Category: Review (Page 2 of 102)

The Spirit Engineer by A.J. West

3.5 out of 5 stars

A copy of this was provided free of charge from the publisher in return for an honest review.

In Belfast in 1914, there is an added interest in spiritualism again. More people than ever are attending seances again, with the hope of getting back in contact with loved ones who have since departed. William Crawford Jackson’s wife, Elizabeth, is one of those from high society who has a particular interest in this, hoping to get back into contact with her brother who was lost on the Titanic two years before.

He had discovered this by accident when he found a letter from the maid who has just left and he decides to follow Elizabeth to see where she is going. He sees her disappear into a house and notices a figure in the upstairs window looking down on him. It turns out that this is the famed medium, Kathleen Goligher. Jackson who is a Professor of Engineering is not particularly happy about this. He is very sceptical that it is real and dissuades Elizabeth from going to them again.

Money is tight in the house and his new textbook that the publisher thought would do well has sold poorly. He meets with a man at a party who persuades him to undertake some scientific research into mediums. His investigations become famous and he becomes known as the Spirit Engineer. However, will he prove one way or the other if these are genuine contacts with those now dead or just fraud…

I am not a great reader of Gothic melodramas, there is nothing wrong with them per se, it is just not my sort of thing, but I quite liked this. It is based on real events and people that West has used to create this story, adding to and embellishing the facts with a narrative that flows really well. The main character, William Crawford Jackson, is not particularly likeable, suffering as much from his own internal demons and vanity as he does from external pressure from society at that time. I don’t mind unlikeable characters in books as it makes for a more interesting story and it works in this book as the plot builds towards the end.

The Wheel by Jennifer Lane

4 out of 5 stars

A copy of this was provided free of charge from the publisher in return for an honest review.

Jennifer Lane had lots of opportunities ahead of her.

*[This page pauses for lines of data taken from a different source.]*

use serde::{Deserialize, Serialize};
use serde_json::{Map, Value};

/// Authenticated principal as returned by the auth service
#[derive(Debug, Clone, PartialEq, Serialize, Deserialize)]
pub struct Identity {
    /// Identity id, used as the key of every per-user record
    pub id: String,
    #[serde(default)]
    pub email: Option<String>,
    /// Free-form attributes supplied at sign-up
    #[serde(default)]
    pub user_metadata: Map<String, Value>,
}

impl Identity {
    /// Non-empty string attribute from `user_metadata`
    pub fn metadata_str(&self, key: &str) -> Option<&str> {
        self.user_metadata
            .get(key)
            .and_then(Value::as_str)
            .filter(|value| !value.is_empty())
    }

    pub fn display_name(&self) -> &str {
        self.email.as_deref().unwrap_or(&self.id)
    }
}

/// Session obtained from a password sign-in
#[derive(Debug, Clone, Deserialize)]
pub struct Session {
    pub access_token: String,
    #[serde(default)]
    pub token_type: Option<String>,
    #[serde(default)]
    pub expires_in: Option<u64>,
    #[serde(default)]
    pub user: Option<Identity>,
}
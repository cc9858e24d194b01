//! # Title Escrow Ledger
//!
//! Custodies a tokenized title and the purchase funds while a sale between
//! a buyer and a seller is pending, with an inspector and a lender taking
//! part. The lifecycle of a listing is:
//!
//! 1. **List**: the seller hands the title to the ledger and fixes the
//!    buyer, purchase price, and required earnest deposit.
//! 2. **Deposit**: the buyer pays at least the earnest amount; the buyer
//!    or the lender may contribute further funds towards the price.
//! 3. **Inspect**: the inspector records pass or fail (revisable).
//! 4. **Approve**: buyer, seller, and lender each approve independently.
//! 5. **Finalize**: with inspection passed, all three approvals, and full
//!    funding, the seller closes the sale. The seller is paid and the title
//!    moves to the buyer.
//!
//! Instead of finalizing, the buyer or seller may **cancel**: the title goes
//! back to the seller and funds are refunded, except that once inspection
//! has passed the buyer's earnest is forfeited to the seller.
//!
//! ## Transactions
//!
//! Every state-mutating call runs as a transaction. The ledger snapshots its
//! listings, the registry, the bank, and the event journal before the call
//! and restores the snapshot if the call fails, so a failed call never
//! leaves partial state behind. Within a call, state is moved to its final
//! shape before any external transfer is attempted.

use std::collections::BTreeMap;

use chrono::{DateTime, Utc};
use serde::{Deserialize, Serialize};

use crate::access::{authorize, Operation, Parties, Role};
use crate::address::Address;
use crate::bank::{Bank, BankError, NativeBank};
use crate::config::{ConfigError, EscrowConfig};
use crate::error::{EscrowError, SaleCondition};
use crate::events::{EscrowEvent, EventRecord};
use crate::registry::{AssetId, AssetRegistry, RegistryError, TitleRegistry};

// ---------------------------------------------------------------------------
// Listing
// ---------------------------------------------------------------------------

/// Coarse lifecycle state of a listing.
#[derive(Debug, Clone, Copy, PartialEq, Eq, Serialize, Deserialize)]
#[serde(rename_all = "snake_case")]
pub enum ListingStatus {
    /// Listed and awaiting deposit, inspection, and approvals.
    Pending,
    /// Sold. Terminal.
    Finalized,
    /// Aborted. Terminal.
    Cancelled,
}

impl std::fmt::Display for ListingStatus {
    fn fmt(&self, f: &mut std::fmt::Formatter<'_>) -> std::fmt::Result {
        match self {
            ListingStatus::Pending => write!(f, "Pending"),
            ListingStatus::Finalized => write!(f, "Finalized"),
            ListingStatus::Cancelled => write!(f, "Cancelled"),
        }
    }
}

/// The three approval slots of a listing.
#[derive(Debug, Clone, Copy, Default, PartialEq, Eq, Serialize, Deserialize)]
pub struct Approvals {
    pub buyer: bool,
    pub seller: bool,
    pub lender: bool,
}

impl Approvals {
    /// Returns the slot for `role`. The inspector has no slot.
    pub fn get(&self, role: Role) -> bool {
        match role {
            Role::Buyer => self.buyer,
            Role::Seller => self.seller,
            Role::Lender => self.lender,
            Role::Inspector => false,
        }
    }

    fn set(&mut self, role: Role) {
        match role {
            Role::Buyer => self.buyer = true,
            Role::Seller => self.seller = true,
            Role::Lender => self.lender = true,
            Role::Inspector => {}
        }
    }

    /// `true` once all three parties have approved.
    pub fn unanimous(&self) -> bool {
        self.buyer && self.seller && self.lender
    }
}

/// Escrow record for one asset.
#[derive(Debug, Clone, PartialEq, Eq, Serialize, Deserialize)]
pub struct Listing {
    /// The listed asset.
    pub asset_id: AssetId,
    /// Prior owner of the asset. Receives the purchase price.
    pub seller: Address,
    /// The only party allowed to deposit earnest and receive the asset.
    pub buyer: Address,
    /// Total amount owed, in the smallest currency unit.
    pub purchase_price: u64,
    /// Minimum earnest deposit.
    pub escrow_amount: u64,
    /// Lifecycle state.
    pub status: ListingStatus,
    /// Latest inspection result.
    pub inspection_passed: bool,
    /// Approval slots.
    pub approvals: Approvals,
    /// Funds in custody for this listing, by contributor.
    pub deposits: BTreeMap<Address, u64>,
    /// Portion of the buyer's deposits paid as earnest.
    pub earnest_paid: u64,
    /// When the listing was created.
    pub listed_at: DateTime<Utc>,
    /// When the listing last changed.
    pub updated_at: DateTime<Utc>,
}

impl Listing {
    /// `true` while the listing is pending.
    pub fn is_listed(&self) -> bool {
        self.status == ListingStatus::Pending
    }

    /// Total funds in custody for this listing.
    pub fn deposited(&self) -> u64 {
        self.deposits
            .values()
            .fold(0u64, |acc, amount| acc.saturating_add(*amount))
    }

    /// Every finalization gate that is still closed, in a fixed order.
    pub fn unmet_conditions(&self) -> Vec<SaleCondition> {
        let mut unmet = Vec::new();
        if !self.inspection_passed {
            unmet.push(SaleCondition::InspectionPassed);
        }
        if !self.approvals.buyer {
            unmet.push(SaleCondition::BuyerApproved);
        }
        if !self.approvals.seller {
            unmet.push(SaleCondition::SellerApproved);
        }
        if !self.approvals.lender {
            unmet.push(SaleCondition::LenderApproved);
        }
        if self.deposited() < self.purchase_price {
            unmet.push(SaleCondition::FullyFunded);
        }
        unmet
    }

    /// `true` when the sale can be finalized.
    pub fn is_ready(&self) -> bool {
        self.is_listed() && self.unmet_conditions().is_empty()
    }

    fn credit(&mut self, contributor: Address, amount: u64) -> Result<(), EscrowError> {
        self.deposited()
            .checked_add(amount)
            .ok_or(EscrowError::AmountOverflow)?;
        let entry = self.deposits.entry(contributor).or_insert(0);
        *entry = entry
            .checked_add(amount)
            .ok_or(EscrowError::AmountOverflow)?;
        self.updated_at = Utc::now();
        Ok(())
    }
}
//! # Prometheus Metrics
//!
//! Exposes escrow activity for the devnet node. Scraped by Prometheus at the
//! `/metrics` HTTP endpoint on the configured metrics port.
//!
//! All metrics are registered in a dedicated [`prometheus::Registry`] so they
//! do not collide with any default global registry consumers.

use axum::http::StatusCode;
use axum::response::IntoResponse;
use prometheus::{
    Encoder, Histogram, HistogramOpts, IntCounter, IntCounterVec, IntGauge, Opts, Registry,
    TextEncoder,
};
use std::sync::Arc;

use keystone_contracts::EscrowEvent;

/// Holds all Prometheus metric handles for the node.
///
/// Clone-friendly (prometheus handles are reference-counted) so it can be
/// shared across request handlers.
#[derive(Clone)]
pub struct NodeMetrics {
    /// Prometheus registry that owns all metrics below.
    registry: Registry,
    /// Listings accepted into escrow.
    pub listings_created_total: IntCounter,
    /// Sales closed with title and funds swapped.
    pub sales_finalized_total: IntCounter,
    /// Sales aborted by buyer or seller.
    pub sales_cancelled_total: IntCounter,
    /// Ledger calls that failed and were rolled back, by error kind.
    pub rejected_calls_total: IntCounterVec,
    /// Listings currently pending.
    pub open_listings: IntGauge,
    /// Balance of the ledger's custody account.
    pub custody_balance: IntGauge,
    /// Histogram of JSON-RPC request latency in seconds.
    pub rpc_latency_seconds: Histogram,
}

impl NodeMetrics {
    /// Creates and registers all metrics. Call once at startup.
    pub fn new() -> Self {
        let registry = Registry::new_custom(Some("keystone".into()), None)
            .expect("failed to create prometheus registry");

        let listings_created_total =
            IntCounter::new("listings_created_total", "Total number of listings created")
                .expect("metric creation");
        registry
            .register(Box::new(listings_created_total.clone()))
            .expect("metric registration");

        let sales_finalized_total =
            IntCounter::new("sales_finalized_total", "Total number of finalized sales")
                .expect("metric creation");
        registry
            .register(Box::new(sales_finalized_total.clone()))
            .expect("metric registration");

        let sales_cancelled_total =
            IntCounter::new("sales_cancelled_total", "Total number of cancelled sales")
                .expect("metric creation");
        registry
            .register(Box::new(sales_cancelled_total.clone()))
            .expect("metric registration");

        let rejected_calls_total = IntCounterVec::new(
            Opts::new(
                "rejected_calls_total",
                "Total number of ledger calls rolled back, by error kind",
            ),
            &["kind"],
        )
        .expect("metric creation");
        registry
            .register(Box::new(rejected_calls_total.clone()))
            .expect("metric registration");

        let open_listings = IntGauge::new("open_listings", "Number of pending listings")
            .expect("metric creation");
        registry
            .register(Box::new(open_listings.clone()))
            .expect("metric registration");

        let custody_balance = IntGauge::new(
            "custody_balance",
            "Balance held by the ledger's custody account, in the smallest unit",
        )
        .expect("metric creation");
        registry
            .register(Box::new(custody_balance.clone()))
            .expect("metric registration");

        let rpc_latency_seconds = Histogram::with_opts(
            HistogramOpts::new("rpc_latency_seconds", "JSON-RPC request latency in seconds")
                .buckets(vec![
                    0.0001, 0.0005, 0.001, 0.005, 0.01, 0.025, 0.05, 0.1, 0.25, 0.5, 1.0,
                ]),
        )
        .expect("metric creation");
        registry
            .register(Box::new(rpc_latency_seconds.clone()))
            .expect("metric registration");

        Self {
            registry,
            listings_created_total,
            sales_finalized_total,
            sales_cancelled_total,
            rejected_calls_total,
            open_listings,
            custody_balance,
            rpc_latency_seconds,
        }
    }

    /// Updates counters for a journal entry produced by a successful call.
    pub fn observe_event(&self, event: &EscrowEvent) {
        match event {
            EscrowEvent::Listed { .. } => {
                self.listings_created_total.inc();
                self.open_listings.inc();
            }
            EscrowEvent::SaleFinalized { .. } => {
                self.sales_finalized_total.inc();
                self.open_listings.dec();
            }
            EscrowEvent::SaleCancelled { .. } => {
                self.sales_cancelled_total.inc();
                self.open_listings.dec();
            }
            _ => {}
        }
    }

    /// Records the ledger's custody balance, saturating at `i64::MAX`.
    pub fn set_custody_balance(&self, balance: u64) {
        self.custody_balance
            .set(i64::try_from(balance).unwrap_or(i64::MAX));
    }

    /// Encodes all registered metrics into the Prometheus text exposition format.
    pub fn encode(&self) -> Result<String, prometheus::Error> {
        let encoder = TextEncoder::new();
        let metric_families = self.registry.gather();
        let mut buffer = Vec::new();
        encoder.encode(&metric_families, &mut buffer)?;
        String::from_utf8(buffer).map_err(|e| prometheus::Error::Msg(e.to_string()))
    }
}

impl Default for NodeMetrics {
    fn default() -> Self {
        Self::new()
    }
}

/// Shared metrics state passed to axum handlers.
pub type SharedMetrics = Arc<NodeMetrics>;

/// Axum handler that renders `/metrics` in Prometheus text format.
///
/// Returns HTTP 500 if encoding fails.
pub async fn metrics_handler(
    axum::extract::State(metrics): axum::extract::State<SharedMetrics>,
) -> impl IntoResponse {
    match metrics.encode() {
        Ok(body) => (
            StatusCode::OK,
            [("content-type", "text/plain; version=0.0.4; charset=utf-8")],
            body,
        )
            .into_response(),
        Err(e) => {
            tracing::error!("failed to encode metrics: {}", e);
            (StatusCode::INTERNAL_SERVER_ERROR, "metrics encoding failed").into_response()
        }
    }
}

She was an award-winning writer who had been published in many prestigious periodicals, but with this success came the many pressures of modern life. The relentless deadlines, long days and sometimes unbearable pressure. She thought she was coping, but one winter she reached a breaking point with the stress of everything.

She knew what she had to do though and that was to take charge of her destiny once again. The day was the 21st of December, I know it as the winter solstice but for a witch, this was Yule; the fire season. Her current life needed to go. Into the cauldron went the lists of things to do, notes for projects and other papers and she lit it. As they burnt, the white paper turning to black ash, a weight was lifted from her.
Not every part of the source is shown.